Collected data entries
□ □ □ □

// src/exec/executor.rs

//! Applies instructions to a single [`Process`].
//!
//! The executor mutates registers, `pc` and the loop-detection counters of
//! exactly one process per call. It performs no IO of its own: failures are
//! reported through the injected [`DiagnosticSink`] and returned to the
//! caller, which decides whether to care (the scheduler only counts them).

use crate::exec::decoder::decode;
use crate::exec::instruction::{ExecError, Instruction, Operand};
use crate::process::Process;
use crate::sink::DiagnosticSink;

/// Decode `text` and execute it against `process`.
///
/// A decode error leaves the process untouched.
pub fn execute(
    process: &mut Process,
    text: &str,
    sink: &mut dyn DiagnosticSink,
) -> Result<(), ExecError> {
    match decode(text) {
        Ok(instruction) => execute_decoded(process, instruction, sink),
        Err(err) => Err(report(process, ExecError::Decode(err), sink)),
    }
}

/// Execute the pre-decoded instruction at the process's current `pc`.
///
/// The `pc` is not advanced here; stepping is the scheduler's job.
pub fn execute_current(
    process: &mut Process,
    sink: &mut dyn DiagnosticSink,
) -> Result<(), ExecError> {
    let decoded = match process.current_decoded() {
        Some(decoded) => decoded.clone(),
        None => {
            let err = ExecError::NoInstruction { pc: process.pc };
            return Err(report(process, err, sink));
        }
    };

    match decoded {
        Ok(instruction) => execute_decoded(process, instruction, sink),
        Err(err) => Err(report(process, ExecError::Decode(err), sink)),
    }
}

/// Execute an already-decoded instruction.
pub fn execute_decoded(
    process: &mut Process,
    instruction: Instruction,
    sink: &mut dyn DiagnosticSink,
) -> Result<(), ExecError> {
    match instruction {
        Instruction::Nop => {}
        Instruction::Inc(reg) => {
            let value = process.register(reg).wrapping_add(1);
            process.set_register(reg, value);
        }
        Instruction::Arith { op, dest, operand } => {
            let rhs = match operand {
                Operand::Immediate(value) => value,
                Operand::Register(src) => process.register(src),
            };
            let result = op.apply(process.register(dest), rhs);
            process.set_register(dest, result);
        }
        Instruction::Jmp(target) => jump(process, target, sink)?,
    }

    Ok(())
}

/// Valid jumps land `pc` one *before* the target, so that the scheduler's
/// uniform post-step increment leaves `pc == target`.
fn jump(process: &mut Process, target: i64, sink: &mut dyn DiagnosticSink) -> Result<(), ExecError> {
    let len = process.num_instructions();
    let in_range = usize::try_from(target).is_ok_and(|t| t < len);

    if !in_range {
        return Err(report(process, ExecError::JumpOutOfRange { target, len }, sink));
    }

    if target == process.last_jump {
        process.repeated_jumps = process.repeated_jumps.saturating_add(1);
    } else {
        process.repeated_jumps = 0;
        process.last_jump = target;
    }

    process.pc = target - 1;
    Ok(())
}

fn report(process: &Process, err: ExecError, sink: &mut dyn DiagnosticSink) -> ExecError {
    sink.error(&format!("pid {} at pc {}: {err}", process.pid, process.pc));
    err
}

□ □ □ □

**TASK GOAL**
Copy out each entry exactly, leaving nothing out.

**YOUR SOLUTION**
// src/exec/executor.rs

//! Applies instructions to a single [`Process`].
//!
//! The executor mutates registers, `pc` and the loop-detection counters of
//! exactly one process per call. It performs no IO of its own: failures are
//! reported through the injected [`DiagnosticSink`] and returned to the
//! caller, which decides whether to care (the scheduler only counts them).

use crate::exec::decoder::decode;
use crate::exec::instruction::{ExecError, Instruction, Operand};
use crate::process::Process;
use crate::sink::DiagnosticSink;

/// Decode `text` and execute it against `process`.
///
/// A decode error leaves the process untouched.
pub fn execute(
    process: &mut Process,
    text: &str,
    sink: &mut dyn DiagnosticSink,
) -> Result<(), ExecError> {
    match decode(text) {
        Ok(instruction) => execute_decoded(process, instruction, sink),
        Err(err) => Err(report(process, ExecError::Decode(err), sink)),
    }
}

/// Execute the pre-decoded instruction at the process's current `pc`.
///
/// The `pc` is not advanced here; stepping is the scheduler's job.
pub fn execute_current(
    process: &mut Process,
    sink: &mut dyn DiagnosticSink,
) -> Result<(), ExecError> {
    let decoded = match process.current_decoded() {
        Some(decoded) => decoded.clone(),
        None => {
            let err = ExecError::NoInstruction { pc: process.pc };
            return Err(report(process, err, sink));
        }
    };

    match decoded {
        Ok(instruction) => execute_decoded(process, instruction, sink),
        Err(err) => Err(report(process, ExecError::Decode(err), sink)),
    }
}

/// Execute an already-decoded instruction.
pub fn execute_decoded(
    process: &mut Process,
    instruction: Instruction,
    sink: &mut dyn DiagnosticSink,
) -> Result<(), ExecError> {
    match instruction {
        Instruction::Nop => {}
        Instruction::Inc(reg) => {
            let value = process.register(reg).wrapping_add(1);
            process.set_register(reg, value);
        }
        Instruction::Arith { op, dest, operand } => {
            let rhs = match operand {
                Operand::Immediate(value) => value,
                Operand::Register(src) => process.register(src),
            };
            let result = op.apply(process.register(dest), rhs);
            process.set_register(dest, result);
        }
        Instruction::Jmp(target) => jump(process, target, sink)?,
    }

    Ok(())
}

/// Valid jumps land `pc` one *before* the target, so that the scheduler's
/// uniform post-step increment leaves `pc == target`.
fn jump(process: &mut Process, target: i64, sink: &mut dyn DiagnosticSink) -> Result<(), ExecError> {
    let len = process.num_instructions();
    let in_range = usize::try_from(target).is_ok_and(|t| t < len);

    if !in_range {
        return Err(report(process, ExecError::JumpOutOfRange { target, len }, sink));
    }

    if target == process.last_jump {
        process.repeated_jumps = process.repeated_jumps.saturating_add(1);
    } else {
        process.repeated_jumps = 0;
        process.last_jump = target;
    }

    process.pc = target - 1;
    Ok(())
}

fn report(process: &Process, err: ExecError, sink: &mut dyn DiagnosticSink) -> ExecError {
    sink.error(&format!("pid {} at pc {}: {err}", process.pid, process.pc));
    err
}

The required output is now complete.